Lizard In A Woman's Skin isn't quite up there with Fulci's more popular contributions to cinema but is certainly one of the better giallo's of the time and stands up well against anything else from said genre. On this evidence Fulci could craft a labyrinthian thriller dripping in atmosphere, menace, gore and 70's girls as well as anyone else.
Without giving anything away the plot involves a married woman, Carol Hammond (Florinda Bolkon) who is dealing with some very graphic dreams involving LSD, orgies and murder. She dreams about killing the free loving neighbour upstairs, but when the neighbour in question, turns up dead and a trail of evidence points to Carol she is left to work out what happened.
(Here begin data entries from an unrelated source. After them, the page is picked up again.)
//! Categorical color maps and parameter display specs

use crate::colors::Rgb;
use crate::errors::Result;
use serde::{Deserialize, Serialize};

/// One `code -> color` entry as written in configuration
#[derive(Debug, Clone, PartialEq, Serialize, Deserialize)]
pub struct ColorEntry {
    pub code: String,
    pub color: String,
}

/// Display spec for one numeric parameter column
#[derive(Debug, Clone, PartialEq, Serialize, Deserialize)]
pub struct ParameterSpec {
    pub name: String,
    pub color: String,
}

impl ParameterSpec {
    pub fn new(name: impl Into<String>, color: impl Into<String>) -> Self {
        Self {
            name: name.into(),
            color: color.into(),
        }
    }

    pub fn rgb(&self) -> Result<Rgb> {
        Rgb::parse(&self.color)
    }
}

/// Ordered mapping from categorical code to color, with a fallback for unmapped codes
#[derive(Debug, Clone, PartialEq)]
pub struct ColorMap {
    entries: Vec<(String, Rgb)>,
    fallback: Rgb,
}

impl ColorMap {
    /// Build from resolved entries
    ///
    /// A repeated code keeps its first position and takes the last color given for it.
    pub fn new(entries: Vec<(String, Rgb)>, fallback: Rgb) -> Self {
        let mut merged: Vec<(String, Rgb)> = Vec::with_capacity(entries.len());
        for (code, color) in entries {
            match merged.iter_mut().find(|(c, _)| *c == code) {
                Some(existing) => existing.1 = color,
                None => merged.push((code, color)),
            }
        }
        Self {
            entries: merged,
            fallback,
        }
    }

    /// Build from configuration entries, resolving every color name
    pub fn from_entries(entries: &[ColorEntry], fallback: &str) -> Result<Self> {
        let resolved = entries
            .iter()
            .map(|e| Ok((e.code.clone(), Rgb::parse(&e.color)?)))
            .collect::<Result<Vec<_>>>()?;
        Ok(Self::new(resolved, Rgb::parse(fallback)?))
    }

    /// Mapped color for a code, if any
    pub fn get(&self, code: &str) -> Option<Rgb> {
        self.entries
            .iter()
            .find(|(c, _)| c == code)
            .map(|(_, color)| *color)
    }

    /// Display color for a possibly missing code; unmapped and missing codes get the fallback
    pub fn color_for(&self, code: Option<&str>) -> Rgb {
        code.and_then(|c| self.get(c)).unwrap_or(self.fallback)
    }

    pub fn entries(&self) -> &[(String, Rgb)] {
        &self.entries
    }

    pub fn fallback(&self) -> Rgb {
        self.fallback
    }
}
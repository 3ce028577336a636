//! Error types for striplog figure rendering

use plotters::drawing::DrawingAreaErrorKind;
use plotters_backend::DrawingErrorKind;
use striplog::StriplogError;
use thiserror::Error;

/// Result type alias for visualization operations
pub type Result<T> = std::result::Result<T, VisualizationError>;

/// Errors that can occur during visualization
#[derive(Error, Debug)]
pub enum VisualizationError {
    #[error(transparent)]
    Data(#[from] StriplogError),

    #[error("Chart rendering failed: {message}")]
    RenderingError { message: String },

    #[error("Font unavailable: {message}")]
    FontError { message: String },

    #[error("File I/O error: {source}")]
    IoError {
        #[from]
        source: std::io::Error,
    },

    #[error("Image processing error: {message}")]
    ImageError { message: String },

    #[error("Layout calculation error: {message}")]
    LayoutError { message: String },
}

impl From<image::ImageError> for VisualizationError {
    fn from(err: image::ImageError) -> Self {
        VisualizationError::ImageError {
            message: err.to_string(),
        }
    }
}

impl<T: std::error::Error + Send + Sync + 'static> From<DrawingAreaErrorKind<T>>
    for VisualizationError
{
    fn from(err: DrawingAreaErrorKind<T>) -> Self {
        match err {
            DrawingAreaErrorKind::BackendError(DrawingErrorKind::FontError(e)) => {
                VisualizationError::FontError {
                    message: e.to_string(),
                }
            }
            other => VisualizationError::RenderingError {
                message: format!("Drawing area error: {}", other),
            },
        }
    }
}
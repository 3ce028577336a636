//! Drawable elements of a striplog: strip rectangles and parameter traces

use crate::analysis::ParameterStats;
use serde::Serialize;
use striplog::{ColorMap, HoleLog, Rgb};

/// Which categorical attribute a strip shows
#[derive(Debug, Clone, Copy, PartialEq, Eq, Serialize)]
pub enum StripKind {
    Lithology,
    Alteration,
}

impl StripKind {
    pub fn label(&self) -> &'static str {
        match self {
            StripKind::Lithology => "Lithology",
            StripKind::Alteration => "Alteration",
        }
    }
}

/// One filled band spanning the column width from `top` to `bottom` depth
#[derive(Debug, Clone, PartialEq, Serialize)]
pub struct StripRect {
    pub top: f64,
    pub bottom: f64,
    pub code: Option<String>,
    pub color: Rgb,
}

/// A categorical column: one rectangle per interval
#[derive(Debug, Clone, PartialEq, Serialize)]
pub struct StripColumn {
    pub kind: StripKind,
    pub rects: Vec<StripRect>,
}

impl StripColumn {
    pub fn build(log: &HoleLog, kind: StripKind, colors: &ColorMap) -> Self {
        let rects = log
            .intervals
            .iter()
            .map(|interval| {
                let code = match kind {
                    StripKind::Lithology => interval.lithology.clone(),
                    StripKind::Alteration => interval.alteration.clone(),
                };
                StripRect {
                    top: interval.from,
                    bottom: interval.to,
                    color: colors.color_for(code.as_deref()),
                    code,
                }
            })
            .collect();

        Self { kind, rects }
    }

    pub fn label(&self) -> &'static str {
        self.kind.label()
    }
}

/// A numeric column: `(value, mid_depth)` polylines broken at missing values
#[derive(Debug, Clone, PartialEq, Serialize)]
pub struct ParameterColumn {
    pub name: String,
    pub label: String,
    pub color: Rgb,
    pub segments: Vec<Vec<(f64, f64)>>,
    pub stats: ParameterStats,
}

impl ParameterColumn {
    /// Build the trace for parameter `index` of `log`
    ///
    /// A missing value or a skipped row without depth ends the current segment.
    pub fn build(log: &HoleLog, index: usize, color: Rgb, unit: &str) -> Self {
        let name = log.parameters[index].clone();
        let values: Vec<Option<f64>> = log.intervals.iter().map(|i| i.values[index]).collect();

        let mut segments = Vec::new();
        let mut current: Vec<(f64, f64)> = Vec::new();
        for (i, (interval, value)) in log.intervals.iter().zip(&values).enumerate() {
            if log.follows_break(i) && !current.is_empty() {
                segments.push(std::mem::take(&mut current));
            }
            match value {
                Some(v) => current.push((*v, interval.mid_depth())),
                None if !current.is_empty() => segments.push(std::mem::take(&mut current)),
                None => {}
            }
        }
        if !current.is_empty() {
            segments.push(current);
        }

        let label = if unit.is_empty() {
            name.clone()
        } else {
            format!("{} ({})", name, unit)
        };

        Self {
            name,
            label,
            color,
            segments,
            stats: ParameterStats::from_values(&values),
        }
    }

    /// X-axis limits for this column
    pub fn x_range(&self) -> (f64, f64) {
        self.stats.axis_range()
    }
}

#[cfg(test)]
mod tests {
    use super::*;
    use striplog::Interval;

    fn log() -> HoleLog {
        let interval = |from: f64, to: f64, lith: &str, value: Option<f64>| Interval {
            from,
            to,
            lithology: Some(lith.to_string()),
            alteration: None,
            values: vec![value],
        };
        HoleLog {
            hole_id: "H1".to_string(),
            parameters: vec!["CUS".to_string()],
            intervals: vec![
                interval(0.0, 2.0, "A", Some(0.1)),
                interval(2.0, 4.0, "Q", Some(0.3)),
                interval(4.0, 6.0, "A", None),
                interval(6.0, 8.0, "A", Some(0.2)),
            ],
            breaks: vec![],
        }
    }

    #[test]
    fn test_strip_rects_follow_intervals() {
        let colors = ColorMap::new(vec![("A".to_string(), Rgb(210, 180, 140))], Rgb::WHITE);
        let column = StripColumn::build(&log(), StripKind::Lithology, &colors);

        assert_eq!(column.rects.len(), 4);
        assert_eq!(column.rects[1].top, 2.0);
        assert_eq!(column.rects[1].bottom, 4.0);
        assert_eq!(column.rects[0].color, Rgb(210, 180, 140));
        // unmapped code falls back
        assert_eq!(column.rects[1].color, Rgb::WHITE);
        assert_eq!(column.label(), "Lithology");
    }

    #[test]
    fn test_missing_alteration_uses_fallback() {
        let colors = ColorMap::new(vec![], Rgb(1, 1, 1));
        let column = StripColumn::build(&log(), StripKind::Alteration, &colors);
        assert!(column.rects.iter().all(|r| r.code.is_none() && r.color == Rgb(1, 1, 1)));
    }

    #[test]
    fn test_trace_breaks_at_missing_values() {
        let column = ParameterColumn::build(&log(), 0, Rgb::BLACK, "%");

        assert_eq!(column.label, "CUS (%)");
        assert_eq!(
            column.segments,
            vec![vec![(0.1, 1.0), (0.3, 3.0)], vec![(0.2, 7.0)]]
        );
        assert_eq!(column.stats.missing, 1);
    }

    #[test]
    fn test_trace_breaks_where_depthless_row_was_skipped() {
        let table = striplog::CsvTableLoader::new()
            .with_sentinel(striplog::Sentinel::default())
            .read_table(
                "holeid,from,to,Litologia,Alteracion,CUS\n\
H1,0,2,A,X,0.4\n\
H1,-99,4,A,X,0.9\n\
H1,4,6,A,X,0.5\n"
                    .as_bytes(),
            )
            .unwrap();
        let columns = striplog::StriplogConfig::builtin().unwrap().columns;
        let log = HoleLog::select(&table, &columns, "H1", &["CUS".to_string()]).unwrap();

        let column = ParameterColumn::build(&log, 0, Rgb::BLACK, "%");
        assert_eq!(column.segments, vec![vec![(0.4, 1.0)], vec![(0.5, 5.0)]]);
    }

    #[test]
    fn test_trace_without_unit() {
        let column = ParameterColumn::build(&log(), 0, Rgb::BLACK, "");
        assert_eq!(column.label, "CUS");
    }
}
The plot at its heart is a who-dun nit in the classic sense of the term. Evolving with each new twist or suspect Fulci introduces. Sudden moments of graphic gore and violence are kept to a minimum. But when they do rear their blood drenched heads it's quite impressive. Swathes of red and his trademark lingering on the wound camerawork force these moments to stand out. One such scene actually involved the director having to defend himself in court over animal cruelty charges. It was only with a special effects artist testifying that saved Fulci from a 2 year prison sentence.
Florinda Bolkon is well cast and it's her believable confusion and terror that gives the film a lot of its momentum. Never more obvious than the tense chase sequence that takes place during the final third of the film. It's a superbly crafted and suspense packed scene that throws up many questions about the alleged killer while dispelling many more. Ably backed by an Ennio Morricone score that while not his best, gives the film a very at times sleazy and at others creepy feel. The support cast are various degrees of good and bad. Nothing that takes away from the film itself, you just notice how well Bolkon , Stanley Baker as the police inspector and Jean Sorrel as her cheating husband are cast when put up alongside the slightly stereo typical, swinging London hippie characters.
Lizard In A Woman's Skin is most certainly up there in the giallo genre, and most certainly as a well paced thriller it can't be beaten. As an entry point to the world of Fulci it's probably not the best example of his work. Stick with something else. As an example of a director who could ply his skills to other genres and craft suspense and terror packed films. It's certainly worth investing time in.